Work order: Once the line with "use crate::constants::SEARCH_PAGE_SIZE;" is found in the data, output it and each following line exactly, up to and including the line with "let ctx = ctx.clone();", and nothing before or after.

Supplied data:
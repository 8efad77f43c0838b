//! Search view - query-driven results list

use eframe::egui;
use tracing::warn;

use super::fetch::{new_slot, FetchState, ResultSlot};
use super::{App, Route};
use crate::constants::SEARCH_PAGE_SIZE;
use crate::registry::RegistryClient;
use crate::theme;
use crate::types::PackageSummary;
use crate::ui::components;

pub(crate) const SEARCH_ERROR: &str = "Failed to search packages. Please try again.";

#[derive(Default)]
pub struct SearchView {
    /// Query this view was entered with, verbatim
    pub query: String,
    pub state: FetchState<Vec<PackageSummary>>,
    pub(crate) inflight: Option<ResultSlot<Vec<PackageSummary>>>,
}

impl SearchView {
    /// Kick off a search for the route's query. An empty trimmed query
    /// never touches the network; it clears previous results and any
    /// prior error instead.
    pub fn start(
        &mut self,
        query: &str,
        client: &RegistryClient,
        runtime: &tokio::runtime::Runtime,
        ctx: &egui::Context,
    ) {
        self.query = query.to_string();
        let trimmed = query.trim().to_string();
        if trimmed.is_empty() {
            self.state = FetchState::Idle;
            self.inflight = None;
            return;
        }

        self.state = FetchState::Loading;
        let slot = new_slot();
        self.inflight = Some(slot.clone());

        let client = client.clone();
        let ctx = ctx.clone();
        runtime.spawn(async move {
            let result = client.search(&trimmed, SEARCH_PAGE_SIZE).await;
            *slot.lock().unwrap() = Some(result);
            ctx.request_repaint();
        });
    }

    /// Apply a completed request, if one has landed
    pub fn poll(&mut self) {
        let Some(slot) = &self.inflight else { return };
        let Some(result) = slot.lock().unwrap().take() else { return };
        self.inflight = None;
        match result {
            Ok(packages) => self.state = FetchState::Loaded(packages),
            Err(e) => {
                warn!(error = %e, query = %self.query, "Search request failed");
                self.state = FetchState::Failed(SEARCH_ERROR.to_string());
            }
        }
    }
}

// ============================================================================
// RENDERING
// ============================================================================

impl App {
    pub fn render_search(&mut self, ui: &mut egui::Ui, ctx: &egui::Context) {
        self.search.poll();

        let mut open_package: Option<String> = None;

        egui::ScrollArea::vertical().show(ui, |ui| {
            ui.vertical_centered(|ui| {
                ui.set_max_width(theme::CONTENT_MAX_WIDTH);
                ui.with_layout(egui::Layout::top_down(egui::Align::Min), |ui| {
                    ui.add_space(theme::SPACING_XL);

                    let heading = if self.search.query.trim().is_empty() {
                        "Search Packages".to_string()
                    } else {
                        format!("Search Results for \"{}\"", self.search.query.trim())
                    };
                    ui.add(
                        egui::Label::new(
                            egui::RichText::new(heading)
                                .size(theme::FONT_PAGE_TITLE)
                                .strong()
                                .color(theme::TEXT_PRIMARY),
                        )
                        .selectable(false),
                    );
                    if let FetchState::Loaded(packages) = &self.search.state {
                        if !packages.is_empty() {
                            ui.add(
                                egui::Label::new(
                                    egui::RichText::new(format!("Found {} packages", packages.len()))
                                        .color(theme::TEXT_MUTED),
                                )
                                .selectable(false),
                            );
                        }
                    }
                    ui.add_space(theme::SPACING_LG);

                    match &self.search.state {
                        FetchState::Loading => {
                            render_centered_spinner(ui, "Searching packages...");
                        }
                        FetchState::Failed(msg) => {
                            render_error_card(ui, msg);
                        }
                        FetchState::Loaded(packages) if packages.is_empty() => {
                            render_centered_status(
                                ui,
                                egui_phosphor::regular::MAGNIFYING_GLASS,
                                "No packages found",
                                "Try adjusting your search terms or browse popular packages.",
                            );
                        }
                        FetchState::Loaded(packages) => {
                            for pkg in packages {
                                render_result_card(ui, pkg, &mut open_package);
                            }
                        }
                        FetchState::Idle => {
                            render_centered_status(
                                ui,
                                egui_phosphor::regular::MAGNIFYING_GLASS,
                                "Start searching",
                                "Use the search bar above to find npm packages.",
                            );
                        }
                    }

                    ui.add_space(theme::SPACING_XL);
                });
            });
        });

        if let Some(name) = open_package {
            self.navigate(ctx, Route::Package(name));
        }
    }
}

fn render_result_card(ui: &mut egui::Ui, pkg: &PackageSummary, open_package: &mut Option<String>) {
    theme::card_frame().show(ui, |ui| {
        ui.set_width(ui.available_width());
        ui.horizontal_top(|ui| {
            let button_col = 120.0;
            ui.vertical(|ui| {
                ui.set_width(ui.available_width() - button_col);

                ui.horizontal(|ui| {
                    let name = components::link_label(
                        ui,
                        egui::RichText::new(&pkg.name).size(theme::FONT_TITLE).strong(),
                    );
                    if name.clicked() {
                        *open_package = Some(pkg.name.clone());
                    }
                    components::version_badge(ui, &pkg.version);
                });

                ui.add(
                    egui::Label::new(
                        egui::RichText::new(
                            pkg.description.as_deref().unwrap_or("No description available"),
                        )
                        .color(theme::TEXT_SECONDARY),
                    )
                    .selectable(false),
                );

                ui.add_space(theme::SPACING_SM);
                ui.horizontal_wrapped(|ui| {
                    if let Some(author) = &pkg.author {
                        components::meta_item(ui, egui_phosphor::regular::USER, author.name());
                    }
                    components::meta_item(
                        ui,
                        egui_phosphor::regular::CALENDAR_BLANK,
                        &components::format_date(pkg.date.as_deref()),
                    );
                    if let Some(publisher) = &pkg.publisher {
                        ui.add(
                            egui::Label::new(
                                egui::RichText::new(format!("Published by {}", publisher.username))
                                    .size(theme::FONT_LABEL)
                                    .color(theme::TEXT_DIM),
                            )
                            .selectable(false),
                        );
                    }
                });

                if let Some(keywords) = &pkg.keywords {
                    if !keywords.is_empty() {
                        ui.add_space(theme::SPACING_SM);
                        ui.horizontal_wrapped(|ui| {
                            for keyword in keywords.iter().take(5) {
                                components::keyword_chip(ui, keyword);
                            }
                            if keywords.len() > 5 {
                                components::chip(
                                    ui,
                                    &format!("+{} more", keywords.len() - 5),
                                    theme::CHIP_MORE_BG,
                                    theme::CHIP_MORE_TEXT,
                                );
                            }
                        });
                    }
                }
            });

            ui.with_layout(egui::Layout::top_down(egui::Align::Max), |ui| {
                if let Some(npm) = &pkg.links.npm {
                    if ui
                        .add(theme::button_accent(format!(
                            "{}  npm",
                            egui_phosphor::regular::ARROW_SQUARE_OUT
                        )))
                        .clicked()
                    {
                        let _ = open::that(npm);
                    }
                }
                if let Some(homepage) = &pkg.links.homepage {
                    if ui
                        .add(theme::button_outline(format!(
                            "{}  Website",
                            egui_phosphor::regular::GLOBE
                        )))
                        .clicked()
                    {
                        let _ = open::that(homepage);
                    }
                }
            });
        });
    });
    ui.add_space(theme::SPACING_MD);
}

pub(crate) fn render_centered_spinner(ui: &mut egui::Ui, label: &str) {
    ui.vertical_centered(|ui| {
        ui.add_space(48.0);
        ui.add(egui::Spinner::new().size(32.0).color(theme::ACCENT));
        ui.add_space(theme::SPACING_MD);
        ui.add(
            egui::Label::new(
                egui::RichText::new(label)
                    .size(theme::FONT_HEADING)
                    .color(theme::TEXT_MUTED),
            )
            .selectable(false),
        );
    });
}

pub(crate) fn render_centered_status(ui: &mut egui::Ui, icon: &str, title: &str, hint: &str) {
    ui.vertical_centered(|ui| {
        ui.add_space(48.0);
        ui.add(
            egui::Label::new(egui::RichText::new(icon).size(48.0).color(theme::TEXT_DIM))
                .selectable(false),
        );
        ui.add_space(theme::SPACING_MD);
        ui.add(
            egui::Label::new(
                egui::RichText::new(title)
                    .size(theme::FONT_HEADING)
                    .color(theme::TEXT_MUTED),
            )
            .selectable(false),
        );
        ui.add_space(theme::SPACING_SM);
        ui.add(
            egui::Label::new(
                egui::RichText::new(hint)
                    .size(theme::FONT_LABEL)
                    .color(theme::TEXT_DIM),
            )
            .selectable(false),
        );
    });
}

pub(crate) fn render_error_card(ui: &mut egui::Ui, message: &str) {
    theme::error_frame().show(ui, |ui| {
        ui.set_width(ui.available_width());
        ui.horizontal(|ui| {
            ui.add(
                egui::Label::new(
                    egui::RichText::new(egui_phosphor::regular::WARNING)
                        .size(24.0)
                        .color(theme::STATUS_ERROR),
                )
                .selectable(false),
            );
            ui.vertical(|ui| {
                ui.add(
                    egui::Label::new(
                        egui::RichText::new("Error")
                            .size(theme::FONT_HEADING)
                            .strong()
                            .color(theme::STATUS_ERROR),
                    )
                    .selectable(false),
                );
                ui.add(
                    egui::Label::new(
                        egui::RichText::new(message).color(theme::TEXT_SECONDARY),
                    )
                    .selectable(false),
                );
            });
        });
    });
}
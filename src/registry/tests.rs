//! Unit tests for the registry client

use super::*;

use wiremock::matchers::{method, path, query_param};
use wiremock::{Mock, MockServer, ResponseTemplate};

fn search_fixture() -> serde_json::Value {
    serde_json::json!({
        "objects": [
            {
                "package": {
                    "name": "serde",
                    "description": "A serialization framework",
                    "version": "1.0.0",
                    "author": { "name": "Jane Doe" },
                    "date": "2023-01-15T12:00:00.000Z",
                    "links": {
                        "npm": "https://www.npmjs.com/package/serde",
                        "homepage": "https://serde.example"
                    },
                    "publisher": { "username": "janedoe" },
                    "keywords": ["serialization", "json"]
                }
            },
            {
                "package": {
                    "name": "serde-tools",
                    "version": "0.3.2",
                    "author": "John Roe <john@example.com>",
                    "date": "2022-11-02T08:30:00.000Z",
                    "links": { "npm": "https://www.npmjs.com/package/serde-tools" },
                    "publisher": { "username": "johnroe" }
                }
            }
        ],
        "total": 2
    })
}

fn package_fixture() -> serde_json::Value {
    serde_json::json!({
        "name": "left-pad",
        "description": "String left pad",
        "dist-tags": { "latest": "1.3.0" },
        "versions": {
            "1.0.0": { "version": "1.0.0" },
            "1.3.0": {
                "version": "1.3.0",
                "dependencies": { "pad-core": "^2.0.0" }
            }
        },
        "time": {
            "created": "2014-03-21T00:00:00.000Z",
            "modified": "2018-04-10T00:00:00.000Z",
            "1.0.0": "2014-03-21T00:00:00.000Z",
            "1.3.0": "2018-04-10T00:00:00.000Z"
        },
        "author": { "name": "Azer", "email": "azer@example.com" },
        "maintainers": [
            { "name": "azer", "email": "azer@example.com" },
            { "name": "stevemao" }
        ],
        "homepage": "https://github.com/stevemao/left-pad",
        "repository": { "type": "git", "url": "git+https://github.com/stevemao/left-pad.git" },
        "bugs": { "url": "https://github.com/stevemao/left-pad/issues" },
        "license": "WTFPL",
        "keywords": ["leftpad", "pad"]
    })
}

#[tokio::test]
async fn search_returns_summaries() {
    let server = MockServer::start().await;

    Mock::given(method("GET"))
        .and(path("/-/v1/search"))
        .and(query_param("text", "serde"))
        .and(query_param("size", "20"))
        .respond_with(ResponseTemplate::new(200).set_body_json(search_fixture()))
        .mount(&server)
        .await;

    let client = RegistryClient::new(server.uri());
    let packages = client.search("serde", 20).await.unwrap();

    assert_eq!(packages.len(), 2);
    assert_eq!(packages[0].name, "serde");
    assert_eq!(packages[0].version, "1.0.0");
    assert_eq!(packages[0].author.as_ref().unwrap().name(), "Jane Doe");
    assert_eq!(packages[0].publisher.as_ref().unwrap().username, "janedoe");
    // Combined string form on the second record
    assert_eq!(packages[1].author.as_ref().unwrap().name(), "John Roe");
    assert!(packages[1].description.is_none());
}

#[tokio::test]
async fn search_with_zero_results_is_empty_not_error() {
    let server = MockServer::start().await;

    Mock::given(method("GET"))
        .and(path("/-/v1/search"))
        .respond_with(
            ResponseTemplate::new(200)
                .set_body_json(serde_json::json!({ "objects": [], "total": 0 })),
        )
        .mount(&server)
        .await;

    let client = RegistryClient::new(server.uri());
    let packages = client.search("noresultsforthis", 20).await.unwrap();
    assert!(packages.is_empty());
}

#[tokio::test]
async fn search_server_error_maps_to_status() {
    let server = MockServer::start().await;

    Mock::given(method("GET"))
        .and(path("/-/v1/search"))
        .respond_with(ResponseTemplate::new(503))
        .mount(&server)
        .await;

    let client = RegistryClient::new(server.uri());
    let result = client.search("serde", 20).await;

    match result.unwrap_err() {
        RegistryError::Status(status) => assert_eq!(status.as_u16(), 503),
        other => panic!("Expected Status error, got {other:?}"),
    }
}

#[tokio::test]
async fn search_malformed_body_is_an_error() {
    let server = MockServer::start().await;

    Mock::given(method("GET"))
        .and(path("/-/v1/search"))
        .respond_with(ResponseTemplate::new(200).set_body_string("not json"))
        .mount(&server)
        .await;

    let client = RegistryClient::new(server.uri());
    assert!(matches!(
        client.search("serde", 20).await,
        Err(RegistryError::Http(_))
    ));
}

#[tokio::test]
async fn fetch_package_returns_metadata_fields() {
    let server = MockServer::start().await;

    Mock::given(method("GET"))
        .and(path("/left-pad"))
        .respond_with(ResponseTemplate::new(200).set_body_json(package_fixture()))
        .mount(&server)
        .await;

    let client = RegistryClient::new(server.uri());
    let pkg = client.fetch_package("left-pad").await.unwrap();

    assert_eq!(pkg.name, "left-pad");
    assert_eq!(pkg.latest_version(), Some("1.3.0"));
    assert_eq!(pkg.author.as_ref().unwrap().name(), "Azer");
    assert_eq!(pkg.maintainers.len(), 2);
    assert_eq!(pkg.maintainers[1].email(), None);
    assert_eq!(pkg.license.as_deref(), Some("WTFPL"));
    assert_eq!(
        pkg.repository.as_ref().unwrap().url(),
        Some("git+https://github.com/stevemao/left-pad.git")
    );
    assert_eq!(
        pkg.bugs.as_ref().unwrap().url(),
        Some("https://github.com/stevemao/left-pad/issues")
    );
    assert_eq!(pkg.created(), Some("2014-03-21T00:00:00.000Z"));

    let deps = pkg.latest_dependencies().unwrap();
    assert_eq!(deps.get("pad-core").map(String::as_str), Some("^2.0.0"));

    let recent: Vec<&str> = pkg.recent_versions().iter().map(|(v, _)| *v).collect();
    assert_eq!(recent, vec!["1.3.0", "1.0.0"]);
}

#[tokio::test]
async fn fetch_package_not_found() {
    let server = MockServer::start().await;

    Mock::given(method("GET"))
        .and(path("/nonexistent-package"))
        .respond_with(ResponseTemplate::new(404))
        .mount(&server)
        .await;

    let client = RegistryClient::new(server.uri());
    let result = client.fetch_package("nonexistent-package").await;

    match result.unwrap_err() {
        RegistryError::NotFound(name) => assert_eq!(name, "nonexistent-package"),
        other => panic!("Expected NotFound error, got {other:?}"),
    }
}

#[tokio::test]
async fn scoped_package_name_is_encoded() {
    let server = MockServer::start().await;

    Mock::given(method("GET"))
        .and(path("/@types%2fnode"))
        .respond_with(ResponseTemplate::new(200).set_body_json(serde_json::json!({
            "name": "@types/node",
            "dist-tags": { "latest": "20.0.0" },
            "versions": {},
            "time": {}
        })))
        .mount(&server)
        .await;

    let client = RegistryClient::new(server.uri());
    let pkg = client.fetch_package("@types/node").await.unwrap();
    assert_eq!(pkg.name, "@types/node");
}

#[test]
fn encode_package_name_handles_scopes() {
    assert_eq!(encode_package_name("lodash"), "lodash");
    assert_eq!(encode_package_name("@types/node"), "@types%2fnode");
}
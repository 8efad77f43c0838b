//! Per-view fetch state

use std::sync::{Arc, Mutex};

use crate::registry::RegistryError;

/// Lifecycle of a view's single outstanding request
pub enum FetchState<T> {
    Idle,
    Loading,
    Loaded(T),
    Failed(String),
}

impl<T> Default for FetchState<T> {
    fn default() -> Self {
        FetchState::Idle
    }
}

/// Slot a spawned request writes its result into. Every fetch installs a
/// fresh slot, so a response to a superseded navigation lands in an
/// orphaned slot and is dropped with it.
pub type ResultSlot<T> = Arc<Mutex<Option<Result<T, RegistryError>>>>;

pub fn new_slot<T>() -> ResultSlot<T> {
    Arc::new(Mutex::new(None))
}
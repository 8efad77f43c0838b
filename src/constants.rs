//! Application constants and configuration

pub const REGISTRY_URL: &str = "https://registry.npmjs.org";
pub const NPM_PACKAGE_URL: &str = "https://www.npmjs.com/package";
pub const DOCS_URL: &str = "https://docs.npmjs.com/";
pub const APP_VERSION: &str = env!("CARGO_PKG_VERSION");

/// Result count requested from the search endpoint
pub const SEARCH_PAGE_SIZE: usize = 20;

Reply:
use crate::constants::SEARCH_PAGE_SIZE;
use crate::registry::RegistryClient;
use crate::theme;
use crate::types::PackageSummary;
use crate::ui::components;

pub(crate) const SEARCH_ERROR: &str = "Failed to search packages. Please try again.";

#[derive(Default)]
pub struct SearchView {
    /// Query this view was entered with, verbatim
    pub query: String,
    pub state: FetchState<Vec<PackageSummary>>,
    pub(crate) inflight: Option<ResultSlot<Vec<PackageSummary>>>,
}

impl SearchView {
    /// Kick off a search for the route's query. An empty trimmed query
    /// never touches the network; it clears previous results and any
    /// prior error instead.
    pub fn start(
        &mut self,
        query: &str,
        client: &RegistryClient,
        runtime: &tokio::runtime::Runtime,
        ctx: &egui::Context,
    ) {
        self.query = query.to_string();
        let trimmed = query.trim().to_string();
        if trimmed.is_empty() {
            self.state = FetchState::Idle;
            self.inflight = None;
            return;
        }

        self.state = FetchState::Loading;
        let slot = new_slot();
        self.inflight = Some(slot.clone());

        let client = client.clone();
        let ctx = ctx.clone();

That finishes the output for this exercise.